These results also provide a constraint on a general attentional mechanism: it must be able to modulate the responses of specific and arbitrary subgroups of neurons, even when they are located far apart in cortex. We trained two rhesus monkeys (Macaca
mulatta) to perform a change detection task in which we simultaneously manipulated spatial and a form of task or feature attention ( Figure 1A). On each trial, two achromatic Gabor stimuli flashed synchronously. At an unsignaled and randomized time, either the orientation or the spatial frequency of one of the stimuli changed. The monkey was rewarded for making an eye movement to the stimulus that changed within 500 ms. We manipulated attention by cueing the monkey in blocks as to which of the two stimuli was more likely to change (left or right: spatial attention) and which stimulus feature would change (orientation or spatial frequency: feature attention; see Experimental Procedures).

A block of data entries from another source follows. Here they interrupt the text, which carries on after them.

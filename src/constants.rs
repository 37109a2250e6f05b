// src/constants.rs

/// Maximum number of entries retained in the command history buffer.
/// Insertion beyond this evicts the oldest entry.
pub const HISTORY_CAPACITY: usize = 100;

/// Storage key under which the command history is persisted.
/// The stored layout (a JSON array of strings) is format-stable; there is
/// deliberately no version tag on this key.
pub const HISTORY_STORAGE_KEY: &str = "console_history";

/// Name of the per-store file used by the file-backed key/value store.
pub const STORE_FILENAME: &str = "store.json";

/// Name of the client configuration file, looked up in the platform config
/// directory unless overridden on the command line.
pub const CLIENT_CONFIG_FILENAME: &str = "skystack.toml";

/// The command whose third argument token completes against
/// [`AIRCRAFT_TYPES`] instead of the command vocabulary.
pub const CREATE_AIRCRAFT_COMMAND: &str = "CRE";

/// Fixed list of aircraft type codes offered by the creation autocomplete.
pub const AIRCRAFT_TYPES: &[&str] = &[
    "A319", "A320", "A321", "A332", "A333", "A359", "A388", "B737", "B738",
    "B739", "B744", "B748", "B752", "B763", "B772", "B77W", "B788", "B789",
    "E190", "MD11",
];

/// Decimal digits used when echoing coordinates back to the user.
pub const COORDINATE_ECHO_DECIMALS: usize = 3;

/// Decimal digits of fixed-point precision for region-query bounds. Chosen
/// to preserve sub-meter geographic precision across the text protocol.
pub const BOUND_PRECISION_DECIMALS: usize = 14;
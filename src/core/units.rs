// src/core/units.rs

use crate::constants::{BOUND_PRECISION_DECIMALS, COORDINATE_ECHO_DECIMALS};

/// One international foot in metres.
pub const METERS_PER_FOOT: f64 = 0.3048;

/// One knot in metres per second.
pub const MPS_PER_KNOT: f64 = 0.514_444_444_444_444_4;

/// Converts a simulator altitude (metres) to feet for display.
pub fn meters_to_feet(meters: f64) -> f64 {
    meters / METERS_PER_FOOT
}

/// Converts a simulator speed (m/s) to knots for display.
pub fn mps_to_knots(mps: f64) -> f64 {
    mps / MPS_PER_KNOT
}

/// Formats a coordinate pair the way command echoes report it, rounded to
/// three decimals.
pub fn format_coordinates(lat: f64, lon: f64) -> String {
    format!(
        "{lat:.prec$}, {lon:.prec$}",
        prec = COORDINATE_ECHO_DECIMALS
    )
}

/// Formats a zoom level for echoes, rounded to one decimal.
pub fn format_zoom_level(level: f64) -> String {
    format!("{level:.1}")
}

/// Formats one region-query bound with full fixed-point precision. Never
/// scientific notation: the consumer on the far end splits on whitespace and
/// parses plain decimals.
pub fn format_bound(degrees: f64) -> String {
    format!("{degrees:.prec$}", prec = BOUND_PRECISION_DECIMALS)
}

#[cfg(test)]
mod tests {
    use super::*;

    #[test]
    fn feet_and_knots_round_trip_the_standard_factors() {
        assert!((meters_to_feet(0.3048) - 1.0).abs() < 1e-12);
        assert!((mps_to_knots(514.444_444_444_444_4) - 1000.0).abs() < 1e-6);
    }

    #[test]
    fn coordinates_echo_with_three_decimals() {
        assert_eq!(format_coordinates(52.3, 4.8), "52.300, 4.800");
        assert_eq!(format_coordinates(-0.1234, 100.9876), "-0.123, 100.988");
    }

    #[test]
    fn bounds_format_fixed_point_at_full_precision() {
        assert_eq!(format_bound(52.0), "52.00000000000000");
        assert_eq!(format_bound(4.0), "4.00000000000000");
    }

    #[test]
    fn zoom_echo_uses_one_decimal() {
        assert_eq!(format_zoom_level(7.0), "7.0");
        assert_eq!(format_zoom_level(6.25), "6.2");
    }
}
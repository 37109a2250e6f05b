// src/config.rs

use crate::constants::CLIENT_CONFIG_FILENAME;
use serde::Deserialize;
use std::fs;
use std::path::{Path, PathBuf};
use thiserror::Error;

/// Errors raised while loading the client configuration.
#[derive(Error, Debug)]
pub enum ConfigError {
    /// The platform config directory could not be determined.
    #[error("Could not find system config directory.")]
    ConfigDirNotFound,
    /// The config file exists but could not be read.
    #[error("Failed to read config file '{path}': {source}")]
    Read {
        path: String,
        #[source]
        source: std::io::Error,
    },
    /// The config file is not valid TOML for this schema.
    #[error("Failed to parse config file '{path}': {source}")]
    Parse {
        path: String,
        #[source]
        source: toml::de::Error,
    },
    /// A path template in the config could not be expanded.
    #[error("Failed to expand path '{path}': {message}")]
    Expand { path: String, message: String },
}

/// Connection settings for the simulator transport.
#[derive(Deserialize, Debug, Clone, PartialEq, Eq)]
#[serde(default)]
pub struct ConnectionConfig {
    pub host: String,
    pub port: u16,
}

impl Default for ConnectionConfig {
    fn default() -> Self {
        Self {
            host: "localhost".to_string(),
            port: 11_000,
        }
    }
}

/// Settings for the persistent key/value store.
#[derive(Deserialize, Debug, Clone, Default, PartialEq, Eq)]
#[serde(default)]
pub struct StorageConfig {
    /// Store file path template. Supports `~` and environment variables;
    /// `None` means the platform default location.
    pub path: Option<String>,
}

/// The client configuration (`skystack.toml`).
#[derive(Deserialize, Debug, Clone, Default, PartialEq, Eq)]
#[serde(default)]
pub struct ClientConfig {
    pub connection: ConnectionConfig,
    pub storage: StorageConfig,
}

impl ClientConfig {
    /// Loads the configuration.
    ///
    /// An explicit `path` must exist and parse. Without one, the default
    /// location (`<config dir>/skystack/skystack.toml`) is tried and a
    /// missing file simply yields the defaults — only a present-but-broken
    /// file is an error, so a typo never degrades silently.
    pub fn load(path: Option<&Path>) -> Result<Self, ConfigError> {
        let (path, must_exist) = match path {
            Some(explicit) => (explicit.to_path_buf(), true),
            None => (default_config_path()?, false),
        };

        let content = match fs::read_to_string(&path) {
            Ok(content) => content,
            Err(e) if !must_exist && e.kind() == std::io::ErrorKind::NotFound => {
                log::debug!("No config file at '{}', using defaults", path.display());
                return Ok(Self::default());
            }
            Err(e) => {
                return Err(ConfigError::Read {
                    path: path.display().to_string(),
                    source: e,
                });
            }
        };

        toml::from_str(&content).map_err(|e| ConfigError::Parse {
            path: path.display().to_string(),
            source: e,
        })
    }

    /// The expanded store file path, when the config overrides the default
    /// location.
    pub fn store_path(&self) -> Result<Option<PathBuf>, ConfigError> {
        let Some(template) = &self.storage.path else {
            return Ok(None);
        };
        let expanded = shellexpand::full(template).map_err(|e| ConfigError::Expand {
            path: template.clone(),
            message: e.to_string(),
        })?;
        Ok(Some(PathBuf::from(expanded.into_owned())))
    }
}

/// Returns the default config file path (`<config dir>/skystack/skystack.toml`).
fn default_config_path() -> Result<PathBuf, ConfigError> {
    let dir = dirs::config_dir()
        .ok_or(ConfigError::ConfigDirNotFound)?
        .join("skystack");
    Ok(dir.join(CLIENT_CONFIG_FILENAME))
}

#[cfg(test)]
mod tests {
    use super::*;
    use tempfile::tempdir;

    #[test]
    fn full_file_parses_every_section() {
        let dir = tempdir().unwrap();
        let path = dir.path().join("skystack.toml");
        fs::write(
            &path,
            "[connection]\nhost = \"sim.example\"\nport = 11500\n\n[storage]\npath = \"/tmp/skystack-store.json\"\n",
        )
        .unwrap();

        let config = ClientConfig::load(Some(&path)).unwrap();
        assert_eq!(config.connection.host, "sim.example");
        assert_eq!(config.connection.port, 11_500);
        assert_eq!(
            config.store_path().unwrap(),
            Some(PathBuf::from("/tmp/skystack-store.json"))
        );
    }

    #[test]
    fn partial_file_falls_back_to_defaults_per_field() {
        let dir = tempdir().unwrap();
        let path = dir.path().join("skystack.toml");
        fs::write(&path, "[connection]\nhost = \"sim.example\"\n").unwrap();

        let config = ClientConfig::load(Some(&path)).unwrap();
        assert_eq!(config.connection.host, "sim.example");
        assert_eq!(config.connection.port, 11_000);
        assert_eq!(config.store_path().unwrap(), None);
    }

    #[test]
    fn explicit_missing_path_is_an_error() {
        let result = ClientConfig::load(Some(Path::new("/nonexistent/skystack.toml")));
        assert!(matches!(result, Err(ConfigError::Read { .. })));
    }

    #[test]
    fn malformed_toml_is_reported() {
        let dir = tempdir().unwrap();
        let path = dir.path().join("skystack.toml");
        fs::write(&path, "connection = 5").unwrap();

        let result = ClientConfig::load(Some(&path));
        assert!(matches!(result, Err(ConfigError::Parse { .. })));
    }
}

We Adriamycin nmr only included data sets in which the monkey completed at least four blocks of each spatial and feature attention condition. Spatial attention alternated on successive blocks and feature attention alternated every four blocks (Figure 1B). We attempted to choose ranges of orientation and Tariquidar cell line spatial frequencies so that the animals’ average performance in the two tasks was equivalent (overall performance
for the two animals on the orientation task was 64% correct, 8% standard deviation [SD]; 92% correct, 2% SD at the largest change; overall performance on the spatial frequency task was 68% correct, 11% SD; 95% correct, 4% SD at the largest change). While animals performed this change detection task, we recorded simultaneously from all the extracellular microelectrodes in a 6 × 8 array in V4 in each cerebral hemisphere. The data presented here are from 9 days of recording. We recorded from a total of 68 single units and 588 multiunits. We did not find any significant differences
in the effect of attention on single and multiunits (see also Cohen and Maunsell, 2009) and many of the analyses presented the here required large simultaneously recorded neuronal populations, so single and multiunits are combined for all analyses. The type of task-based feature attention that we used differs from previous studies that manipulated feature attention by changing the visual stimulus outside the neuron’s receptive field (Hayden and Gallant, 2009, Martinez-Trujillo and Treue, 2004 and Treue and Martinez Trujillo, 1999). We directed the animals to pay attention to either orientation or spatial frequency, rather than one orientation versus another. Also, in our task, there were no visual differences between attention conditions during the period in which we analyzed responses. We focused all analyses on the stimulus presentation immediately before the change, when the stimuli were identical in every trial. The only difference between attention conditions was the location and type of stimulus change the animal was expecting.